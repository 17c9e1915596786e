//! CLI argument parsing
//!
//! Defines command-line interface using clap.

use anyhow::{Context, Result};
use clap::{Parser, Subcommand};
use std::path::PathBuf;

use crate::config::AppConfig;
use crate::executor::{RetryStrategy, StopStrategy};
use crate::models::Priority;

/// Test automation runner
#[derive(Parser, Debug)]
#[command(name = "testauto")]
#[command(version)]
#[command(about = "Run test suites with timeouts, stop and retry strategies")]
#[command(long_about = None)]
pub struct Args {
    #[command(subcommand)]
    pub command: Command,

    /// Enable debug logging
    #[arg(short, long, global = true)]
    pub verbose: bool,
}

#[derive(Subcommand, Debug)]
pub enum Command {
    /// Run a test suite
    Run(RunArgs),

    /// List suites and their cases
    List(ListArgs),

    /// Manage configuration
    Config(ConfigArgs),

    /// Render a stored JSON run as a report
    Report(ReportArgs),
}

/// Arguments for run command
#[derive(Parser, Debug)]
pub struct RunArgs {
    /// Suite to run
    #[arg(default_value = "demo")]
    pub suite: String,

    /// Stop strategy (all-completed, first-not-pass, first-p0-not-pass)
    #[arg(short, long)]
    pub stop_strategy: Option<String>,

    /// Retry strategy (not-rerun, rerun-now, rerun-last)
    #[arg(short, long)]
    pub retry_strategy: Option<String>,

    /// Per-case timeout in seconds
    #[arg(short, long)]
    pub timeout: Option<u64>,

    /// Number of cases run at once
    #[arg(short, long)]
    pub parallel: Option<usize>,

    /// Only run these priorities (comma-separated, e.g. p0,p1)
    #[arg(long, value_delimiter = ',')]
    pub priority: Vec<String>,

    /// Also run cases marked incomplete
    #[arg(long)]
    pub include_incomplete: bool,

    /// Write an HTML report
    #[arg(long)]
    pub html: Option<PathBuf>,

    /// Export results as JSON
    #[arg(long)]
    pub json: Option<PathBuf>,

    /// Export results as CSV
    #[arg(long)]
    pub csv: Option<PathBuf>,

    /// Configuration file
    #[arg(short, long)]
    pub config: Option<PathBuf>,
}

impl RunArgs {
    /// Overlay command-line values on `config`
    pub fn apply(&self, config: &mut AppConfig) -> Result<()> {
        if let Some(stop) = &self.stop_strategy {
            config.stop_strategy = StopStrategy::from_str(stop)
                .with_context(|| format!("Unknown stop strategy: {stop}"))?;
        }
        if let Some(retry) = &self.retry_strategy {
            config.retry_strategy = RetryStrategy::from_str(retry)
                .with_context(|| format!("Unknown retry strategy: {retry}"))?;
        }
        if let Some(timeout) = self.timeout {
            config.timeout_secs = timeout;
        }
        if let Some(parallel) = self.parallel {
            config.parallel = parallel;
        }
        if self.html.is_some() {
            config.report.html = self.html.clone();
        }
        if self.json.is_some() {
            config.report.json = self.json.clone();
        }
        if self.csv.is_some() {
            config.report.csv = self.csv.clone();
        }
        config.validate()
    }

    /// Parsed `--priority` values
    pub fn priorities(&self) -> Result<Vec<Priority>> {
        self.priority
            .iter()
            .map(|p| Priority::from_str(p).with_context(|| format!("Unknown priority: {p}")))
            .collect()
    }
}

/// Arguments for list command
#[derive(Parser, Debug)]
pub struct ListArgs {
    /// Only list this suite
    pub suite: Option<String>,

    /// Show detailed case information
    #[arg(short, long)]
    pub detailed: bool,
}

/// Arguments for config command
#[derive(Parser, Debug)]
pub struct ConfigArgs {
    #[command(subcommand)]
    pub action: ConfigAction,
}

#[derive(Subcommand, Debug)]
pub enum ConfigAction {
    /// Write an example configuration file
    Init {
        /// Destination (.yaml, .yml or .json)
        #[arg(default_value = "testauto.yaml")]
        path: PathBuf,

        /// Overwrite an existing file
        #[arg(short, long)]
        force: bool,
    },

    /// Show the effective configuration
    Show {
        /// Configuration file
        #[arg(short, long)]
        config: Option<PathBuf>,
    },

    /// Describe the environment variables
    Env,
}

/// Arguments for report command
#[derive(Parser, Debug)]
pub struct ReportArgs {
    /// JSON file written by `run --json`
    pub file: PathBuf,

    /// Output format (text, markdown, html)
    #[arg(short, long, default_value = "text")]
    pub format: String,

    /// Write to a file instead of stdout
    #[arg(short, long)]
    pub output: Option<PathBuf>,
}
==
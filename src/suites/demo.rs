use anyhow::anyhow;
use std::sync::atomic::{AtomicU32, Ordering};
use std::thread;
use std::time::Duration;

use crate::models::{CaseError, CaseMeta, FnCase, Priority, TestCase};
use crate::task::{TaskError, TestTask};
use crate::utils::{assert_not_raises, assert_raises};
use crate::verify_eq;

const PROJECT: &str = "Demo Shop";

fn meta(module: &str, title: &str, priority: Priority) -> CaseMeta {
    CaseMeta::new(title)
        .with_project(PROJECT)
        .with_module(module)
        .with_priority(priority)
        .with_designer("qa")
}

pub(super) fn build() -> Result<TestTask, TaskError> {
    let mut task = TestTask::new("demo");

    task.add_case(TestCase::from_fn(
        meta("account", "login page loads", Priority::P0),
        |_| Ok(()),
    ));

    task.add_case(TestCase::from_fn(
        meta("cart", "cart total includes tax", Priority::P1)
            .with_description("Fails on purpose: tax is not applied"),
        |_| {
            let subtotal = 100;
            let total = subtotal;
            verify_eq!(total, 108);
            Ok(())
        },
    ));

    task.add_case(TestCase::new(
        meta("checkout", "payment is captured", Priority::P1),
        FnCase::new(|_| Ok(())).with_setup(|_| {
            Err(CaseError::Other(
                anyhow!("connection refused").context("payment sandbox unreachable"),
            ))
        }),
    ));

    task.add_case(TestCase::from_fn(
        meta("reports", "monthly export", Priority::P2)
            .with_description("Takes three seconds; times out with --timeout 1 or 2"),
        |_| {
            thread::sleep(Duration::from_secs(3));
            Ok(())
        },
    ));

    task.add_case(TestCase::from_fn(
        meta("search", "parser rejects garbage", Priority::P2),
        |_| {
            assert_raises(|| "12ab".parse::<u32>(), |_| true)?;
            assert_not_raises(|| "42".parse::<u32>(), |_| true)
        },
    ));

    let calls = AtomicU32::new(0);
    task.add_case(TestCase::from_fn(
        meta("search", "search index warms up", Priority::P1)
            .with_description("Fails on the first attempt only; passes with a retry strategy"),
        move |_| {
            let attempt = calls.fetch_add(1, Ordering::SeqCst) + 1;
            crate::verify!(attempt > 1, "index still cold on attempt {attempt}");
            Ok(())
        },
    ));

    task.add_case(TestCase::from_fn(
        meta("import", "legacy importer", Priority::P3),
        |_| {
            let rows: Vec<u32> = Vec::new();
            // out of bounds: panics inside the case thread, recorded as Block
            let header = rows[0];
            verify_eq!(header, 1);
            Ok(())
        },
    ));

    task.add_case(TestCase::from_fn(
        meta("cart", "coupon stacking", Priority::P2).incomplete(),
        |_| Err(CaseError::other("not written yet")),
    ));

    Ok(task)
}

§ Task details: Among the lines above, find the one with "repository 17c9e1915596786e" and the one with "#[arg(short, long, global = true)]". Quote both and everything between them, exactly.

§ Task response:
repository 17c9e1915596786e
//! CLI argument parsing
//!
//! Defines command-line interface using clap.

use anyhow::{Context, Result};
use clap::{Parser, Subcommand};
use std::path::PathBuf;

use crate::config::AppConfig;
use crate::executor::{RetryStrategy, StopStrategy};
use crate::models::Priority;

/// Test automation runner
#[derive(Parser, Debug)]
#[command(name = "testauto")]
#[command(version)]
#[command(about = "Run test suites with timeouts, stop and retry strategies")]
#[command(long_about = None)]
pub struct Args {
    #[command(subcommand)]
    pub command: Command,

    /// Enable debug logging
    #[arg(short, long, global = true)]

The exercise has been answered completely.